Government Policies on the Worst Forms of Child Labor

The Government of Liberia has a number of policy frameworks that address child labor.(12) The Government has undertaken a Country Program Action Plan (2008-2012) with UNICEF that seeks to reduce the vulnerability of children to exploitation, including child labor and child trafficking.(30) The plan calls for national child labor data collection and analysis, as well as management capacity building of Liberian institutions, and includes indicators, targets, and sources of data to measure progress.(30) However, due to resource and staffing constraints, the Government did not collect or publish data on child labor during the reporting period, which hinders enforcement and policy implementation efforts.(12, 43, 56) The Government is currently designing a National Action Plan under the Anti-Trafficking Law.

During the reporting period, the Governments of Sierra Leone and Liberia signed a joint agreement to curb illegal cross-border activities between their two countries, such as human trafficking and illicit mining.(57) No additional information is available about the Plan or the Agreement at the time of writing.

The Government of Liberia has included child labor issues in other development agendas and social policies.

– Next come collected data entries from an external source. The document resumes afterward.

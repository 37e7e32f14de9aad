use std::path::PathBuf;

use chrono::{DateTime, Utc};
use log::{info, warn};

use crate::aggregate::{
    is_counted_branch, month_range, AuthorCommitRow, BranchTally, ContributionTally,
};
use crate::config::Config;
use crate::error::Result;
use crate::export;
use crate::models::CommitQuery;
use crate::providers::CommitSource;

/// Sums commits on every non-default branch between the start date and `now`.
pub async fn count_branch_commits(
    source: &dyn CommitSource,
    start: DateTime<Utc>,
    now: DateTime<Utc>,
) -> BranchTally {
    let namespace = source.namespace();
    let mut tally = BranchTally::default();

    for repository in source.list_repositories().await {
        for branch in source.list_branches(&repository).await {
            if !is_counted_branch(&branch.name) {
                continue;
            }

            let query = CommitQuery::between(start, now).on_branch(&branch.name);
            let commits = source.list_commits(&repository, &query).await.len();
            tally.record(&repository.name, &branch.name, commits);

            info!(
                "Repo: {namespace}/{}, Branch: {}, Commits: {commits} (running total: {})",
                repository.name,
                branch.name,
                tally.total()
            );
        }
    }

    tally
}

/// Collects every commit by `author` across all repositories.
pub async fn collect_author_history(source: &dyn CommitSource, author: &str) -> Vec<AuthorCommitRow> {
    let query = CommitQuery::by_author(author);
    let mut rows = Vec::new();

    for repository in source.list_repositories().await {
        info!("Processing repository: {}", repository.name);

        let commits = source.list_commits(&repository, &query).await;
        info!(
            "Found {} commits by {author} in {}",
            commits.len(),
            repository.name
        );

        rows.extend(
            commits
                .into_iter()
                .map(|commit| AuthorCommitRow::new(&repository, commit)),
        );
    }

    rows
}

pub async fn export_author_history(
    source: &dyn CommitSource,
    config: &Config,
    author: &str,
) -> Result<PathBuf> {
    let rows = collect_author_history(source, author).await;
    if rows.is_empty() {
        warn!("No commits found for author {author}");
    }

    let folder = config.output_dir.join(source.namespace());
    let path = export::write_author_history(&folder, &format!("{author} Commit History"), &rows)?;

    info!("Commits by author {author} saved to {}", path.display());
    Ok(path)
}

/// Tallies commits per username and month for every repository.
pub async fn tally_contributions(
    source: &dyn CommitSource,
    start: DateTime<Utc>,
    now: DateTime<Utc>,
) -> ContributionTally {
    let query = CommitQuery::between(start, now);
    let mut tally = ContributionTally::default();

    for repository in source.list_repositories().await {
        let commits = source.list_commits(&repository, &query).await;
        info!("Found {} commits in {}", commits.len(), repository.name);

        for commit in &commits {
            tally.record(commit);
        }
    }

    tally
}

pub async fn export_contribution_report(
    source: &dyn CommitSource,
    config: &Config,
    now: DateTime<Utc>,
) -> Result<PathBuf> {
    let start = config.require_start_date()?;
    let tally = tally_contributions(source, start, now).await;

    let months = month_range(start.date_naive(), now.date_naive());
    let pivot = tally.pivot(&months);
    let names = tally.reconciliation();

    for entry in names.iter().filter(|entry| entry.multiple_names) {
        warn!(
            "{} commits under multiple names: {}",
            entry.username,
            entry.author_names.join(", ")
        );
    }

    let namespace = source.namespace();
    let folder = config.output_dir.join(&namespace);
    let stem = format!("{} Contribution Report", namespace.replace('/', " "));
    let path = export::write_contribution_report(&folder, &stem, &pivot, &names)?;

    info!(
        "Commit counts for {} commits by {} users saved to {}",
        tally.total(),
        pivot.rows.len(),
        path.display()
    );
    Ok(path)
}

The United Nations Development Assistance Framework for Liberia (2008-2012) tasks the Government with reforming national labor laws in accordance with ILO Conventions and assisting in the implementation of child labor policies.(58) The Framework promotes youth empowerment and improving access to quality education.(58) The Government’s Poverty Reduction Strategy (2008-2011), still relevant during the reporting period, recognizes the link between household income and child labor and highlights the importance of protecting children from physical, psychological, and sexual abuse.(59)

Liberia’s National Social Welfare Policy prioritizes the development of action plans and policies that target children engaged in exploitive labor and child trafficking.(60) The Government has a National Employment Policy that aims to provide vocational training for youth.(61) The Liberian National Youth Policy of 2008 and revamped in 2012 identified as priority target groups for assistance children working in the informal sector, children living and working in the streets, and children associated with armed groups.(62) However, the National Youth Policy for Liberia has not been formally adopted as of the writing of this report and its status is unclear.(43) Additionally, the Government of Liberia has a National Youth Policy Action Plan, which provides youth of legal working age with training in entrepreneurship skills and links to business mentoring programs and cooperatives.(63) The Rubber Industry Master Plan (2010-2040) prioritizes the development of the rubber industry and includes provisions for improving workers’ standard of living, access to credit, and children's access to education.(64)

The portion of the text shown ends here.